======== Data in this exercise ========

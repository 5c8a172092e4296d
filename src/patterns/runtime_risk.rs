//! Runtime-semantic risk detectors.
//!
//! A second, independent taxonomy from the legacy registry: constructs that
//! are syntactically legal in both Python 2 and 3 but carry behavior-change
//! risk after conversion. Each rule has its own severity scale.

use crate::core::RiskSeverity;
use once_cell::sync::Lazy;
use regex::Regex;

pub struct RuntimeRiskRule {
    pub issue: &'static str,
    pub pattern: Regex,
    pub reason: &'static str,
    pub severity: RiskSeverity,
}

struct RiskSpec {
    issue: &'static str,
    pattern: &'static str,
    reason: &'static str,
    severity: RiskSeverity,
}

const RISKS: &[RiskSpec] = &[
    RiskSpec {
        issue: "exec() usage",
        pattern: r"\bexec\s*\(",
        reason: "Dynamic code execution may have different behavior in Python 3",
        severity: RiskSeverity::High,
    },
    RiskSpec {
        issue: "eval() usage",
        pattern: r"\beval\s*\(",
        reason: "Dynamic evaluation may behave differently with string/bytes",
        severity: RiskSeverity::Medium,
    },
    RiskSpec {
        issue: "Division operator",
        pattern: r"(?:^|[^/\d])/(?:$|[^/\d*])",
        reason: "Division returns float in Python 3 (was int in Python 2)",
        severity: RiskSeverity::High,
    },
    RiskSpec {
        issue: "File operations",
        pattern: r"\bopen\s*\([^)]+\)",
        reason: "Default encoding changed; may need explicit encoding parameter",
        severity: RiskSeverity::Medium,
    },
    RiskSpec {
        issue: "String encoding/decoding",
        pattern: r"\.encode\s*\(|\.decode\s*\(",
        reason: "str/bytes handling changed significantly",
        severity: RiskSeverity::Medium,
    },
    RiskSpec {
        issue: "Pickle usage",
        pattern: r"\bpickle\b",
        reason: "Pickle protocol differences between Python 2/3",
        severity: RiskSeverity::Medium,
    },
    RiskSpec {
        issue: "Socket operations",
        pattern: r"\bsocket\b",
        reason: "Socket data is bytes in Python 3",
        severity: RiskSeverity::Medium,
    },
    RiskSpec {
        issue: "Subprocess calls",
        pattern: r"\bsubprocess\b",
        reason: "Output is bytes by default in Python 3",
        severity: RiskSeverity::Low,
    },
    RiskSpec {
        issue: "Standard streams",
        pattern: r"sys\.std(?:in|out|err)",
        reason: "Standard streams handle text differently in Python 3",
        severity: RiskSeverity::Low,
    },
    RiskSpec {
        issue: "Old metaclass syntax",
        pattern: r"__metaclass__",
        reason: "Use class Foo(metaclass=Meta) in Python 3",
        severity: RiskSeverity::High,
    },
    RiskSpec {
        issue: "sort() with cmp parameter",
        pattern: r"\.sort\s*\([^)]*cmp\s*=",
        reason: "cmp parameter removed; use key with functools.cmp_to_key",
        severity: RiskSeverity::High,
    },
];

static REGISTRY: Lazy<Vec<RuntimeRiskRule>> = Lazy::new(|| {
    RISKS
        .iter()
        .map(|spec| RuntimeRiskRule {
            issue: spec.issue,
            pattern: Regex::new(spec.pattern).expect("invalid built-in risk pattern"),
            reason: spec.reason,
            severity: spec.severity,
        })
        .collect()
});

/// The runtime-risk registry in stable declaration order.
pub fn runtime_risk_rules() -> &'static [RuntimeRiskRule] {
    &REGISTRY
}
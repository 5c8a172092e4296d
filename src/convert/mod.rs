//! Conversion orchestration: external rewrite, diffing, re-validation.

pub mod engine;
pub mod rewriter;
pub mod syntax;

pub use engine::{
    ConversionEngine, ConversionOutcome, ConversionStatus, ValidationReport, ValidationStatus,
};
pub use rewriter::{convert_print_statements, External2to3, SyntaxRewriter};
pub use syntax::{check_syntax, SyntaxCheck, SyntaxIssue};
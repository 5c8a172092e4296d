//! Shared error types for the application

use std::path::PathBuf;
use thiserror::Error;

/// Error taxonomy surfaced through the tool response envelope.
///
/// Validation variants are raised before any filesystem work beyond
/// existence checks; per-file failures inside batch operations are recorded
/// against the file instead of being raised, so only whole-operation
/// precondition failures abort a call. Nothing is retried automatically.
#[derive(Debug, Error)]
pub enum ToolError {
    #[error("'{path}' is not a valid directory")]
    InvalidDirectory { path: PathBuf },

    #[error("'{path}' is not a valid file")]
    InvalidFile { path: PathBuf },

    #[error("'{path}' is not a Python file")]
    InvalidFileType { path: PathBuf },

    #[error("File size ({size} bytes) exceeds limit ({limit} bytes)")]
    FileSizeLimitExceeded {
        path: PathBuf,
        size: u64,
        limit: u64,
    },

    #[error("Code length ({length} chars) exceeds limit ({limit} chars)")]
    CodeLengthLimitExceeded { length: usize, limit: usize },

    #[error("Requested {requested} files, limit is {limit}")]
    TooManyFiles { requested: usize, limit: usize },

    #[error("No files provided for scanning")]
    NoFilesProvided,

    #[error("Invalid pattern: {0}")]
    InvalidPattern(String),

    #[error("{0} is required but was not found on this system")]
    MissingDependency(String),

    #[error("Syntax error at line {line}: {message}")]
    ParseError { line: usize, message: String },

    #[error("I/O error: {message} (path: {path})")]
    Io { path: PathBuf, message: String },
}

impl ToolError {
    /// Stable error-type name carried in the response envelope.
    pub fn kind(&self) -> &'static str {
        match self {
            ToolError::InvalidDirectory { .. } => "InvalidDirectory",
            ToolError::InvalidFile { .. } => "InvalidFile",
            ToolError::InvalidFileType { .. } => "InvalidFileType",
            ToolError::FileSizeLimitExceeded { .. } => "FileSizeLimitExceeded",
            ToolError::CodeLengthLimitExceeded { .. } => "CodeLengthLimitExceeded",
            ToolError::TooManyFiles { .. } => "TooManyFiles",
            ToolError::NoFilesProvided => "NoFilesProvided",
            ToolError::InvalidPattern(_) => "InvalidPattern",
            ToolError::MissingDependency(_) => "MissingDependency",
            ToolError::ParseError { .. } => "ParseError",
            ToolError::Io { .. } => "IoError",
        }
    }

    pub fn io(path: impl Into<PathBuf>, source: &std::io::Error) -> Self {
        ToolError::Io {
            path: path.into(),
            message: source.to_string(),
        }
    }
}

/// Result type alias using the tool error taxonomy
pub type ToolResult<T> = std::result::Result<T, ToolError>;
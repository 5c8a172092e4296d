//! `legacymap scan` — directory scan with per-file issue counts.

use crate::commands::{emit, exit_code};
use crate::server::tools::{dispatch, ServerState};
use anyhow::Result;
use serde_json::json;
use std::path::PathBuf;

pub fn handle_scan(
    state: &ServerState,
    path: PathBuf,
    exclude: Option<Vec<String>>,
    output: Option<PathBuf>,
) -> Result<i32> {
    let mut args = json!({"path": path});
    if let Some(exclude) = exclude {
        args["exclude"] = json!(exclude);
    }
    let response = dispatch(state, "analyze_directory", &args);
    emit(&response, output.as_ref())?;
    Ok(exit_code(&response))
}
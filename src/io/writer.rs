use crate::core::{ToolError, ToolResult};
use std::fs;
use std::io::Write;
use std::path::Path;
use tempfile::NamedTempFile;

/// Write `content` to `path` through a temporary file in the same directory
/// followed by an atomic rename, so a crash mid-write never leaves a
/// half-written target. The temporary artifact is removed on every exit
/// path: `NamedTempFile` unlinks itself unless the persist succeeds.
pub fn write_text_atomic(path: &Path, content: &str) -> ToolResult<()> {
    let parent = match path.parent() {
        Some(p) if !p.as_os_str().is_empty() => p.to_path_buf(),
        _ => Path::new(".").to_path_buf(),
    };
    if !parent.exists() {
        fs::create_dir_all(&parent).map_err(|e| ToolError::io(path, &e))?;
    }

    let mut tmp = NamedTempFile::new_in(&parent).map_err(|e| ToolError::io(path, &e))?;
    tmp.write_all(content.as_bytes())
        .map_err(|e| ToolError::io(path, &e))?;
    tmp.flush().map_err(|e| ToolError::io(path, &e))?;
    tmp.persist(path)
        .map_err(|e| ToolError::io(path, &e.error))?;
    Ok(())
}

#[cfg(test)]
mod tests {
    use super::*;
    use tempfile::TempDir;

    #[test]
    fn write_replaces_existing_content() {
        let tmp = TempDir::new().unwrap();
        let target = tmp.path().join("out.py");
        fs::write(&target, "old").unwrap();

        write_text_atomic(&target, "new contents\n").unwrap();
        assert_eq!(fs::read_to_string(&target).unwrap(), "new contents\n");
    }

    #[test]
    fn write_creates_missing_parent_dirs() {
        let tmp = TempDir::new().unwrap();
        let target = tmp.path().join("deep/nested/out.py");

        write_text_atomic(&target, "x = 1\n").unwrap();
        assert_eq!(fs::read_to_string(&target).unwrap(), "x = 1\n");
    }

    #[test]
    fn no_temp_artifacts_remain_after_write() {
        let tmp = TempDir::new().unwrap();
        let target = tmp.path().join("out.py");
        write_text_atomic(&target, "done\n").unwrap();

        let entries: Vec<_> = fs::read_dir(tmp.path())
            .unwrap()
            .map(|e| e.unwrap().file_name().to_string_lossy().to_string())
            .collect();
        assert_eq!(entries, vec!["out.py"]);
    }
}
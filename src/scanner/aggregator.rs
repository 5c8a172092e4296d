//! Directory-level scanning: enumerate, apply limits, scan, fold.

use crate::config::ScanLimits;
use crate::core::{
    CorpusSummary, DirectoryScan, FileError, FileScanResult, SkipReason, SkippedFile, ToolError,
    ToolResult,
};
use crate::io::reader::read_text_lossy;
use crate::io::walker::find_python_files;
use crate::scanner::line_scanner::scan_source;
use std::path::Path;

/// Scan every Python file under `root`, honoring exclude globs and the
/// configured limits.
///
/// Skipped files are never conflated with clean files: an oversized file is
/// recorded with a size-limit reason, and files beyond the per-operation cap
/// are recorded with an operation-limit reason. A read failure is recorded
/// against that file and the scan of the remaining files continues; only a
/// missing or non-directory `root` aborts before any scanning starts.
pub fn scan_path(root: &Path, exclude: &[String], limits: &ScanLimits) -> ToolResult<DirectoryScan> {
    if !root.is_dir() {
        return Err(ToolError::InvalidDirectory {
            path: root.to_path_buf(),
        });
    }

    let candidates = find_python_files(root, exclude)
        .map_err(|e| ToolError::InvalidPattern(e.to_string()))?;
    log::debug!(
        "scanning {} candidate files under {}",
        candidates.len(),
        root.display()
    );

    let mut files = Vec::new();
    let mut skipped = Vec::new();
    let mut errors = Vec::new();

    for path in candidates {
        if files.len() >= limits.max_files_per_operation {
            skipped.push(SkippedFile {
                path,
                reason: SkipReason::OperationLimit,
            });
            continue;
        }

        match read_text_lossy(&path, limits) {
            Ok(outcome) => {
                let lines = outcome.content.lines().count();
                let issues = scan_source(&path, &outcome.content);
                files.push(FileScanResult::new(path, issues, lines));
            }
            Err(ToolError::FileSizeLimitExceeded { path, .. }) => {
                skipped.push(SkippedFile {
                    path,
                    reason: SkipReason::SizeLimit,
                });
            }
            Err(err) => {
                errors.push(FileError {
                    path,
                    message: err.to_string(),
                });
            }
        }
    }

    let summary = CorpusSummary::from_results(&files);
    Ok(DirectoryScan {
        root: root.to_path_buf(),
        files,
        summary,
        skipped,
        errors,
    })
}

========

• Exercise objective:
Look for the word "rewriter" in the data, then return every line that contains it.

• Finished task:
pub mod rewriter;
pub use rewriter::{convert_print_statements, External2to3, SyntaxRewriter};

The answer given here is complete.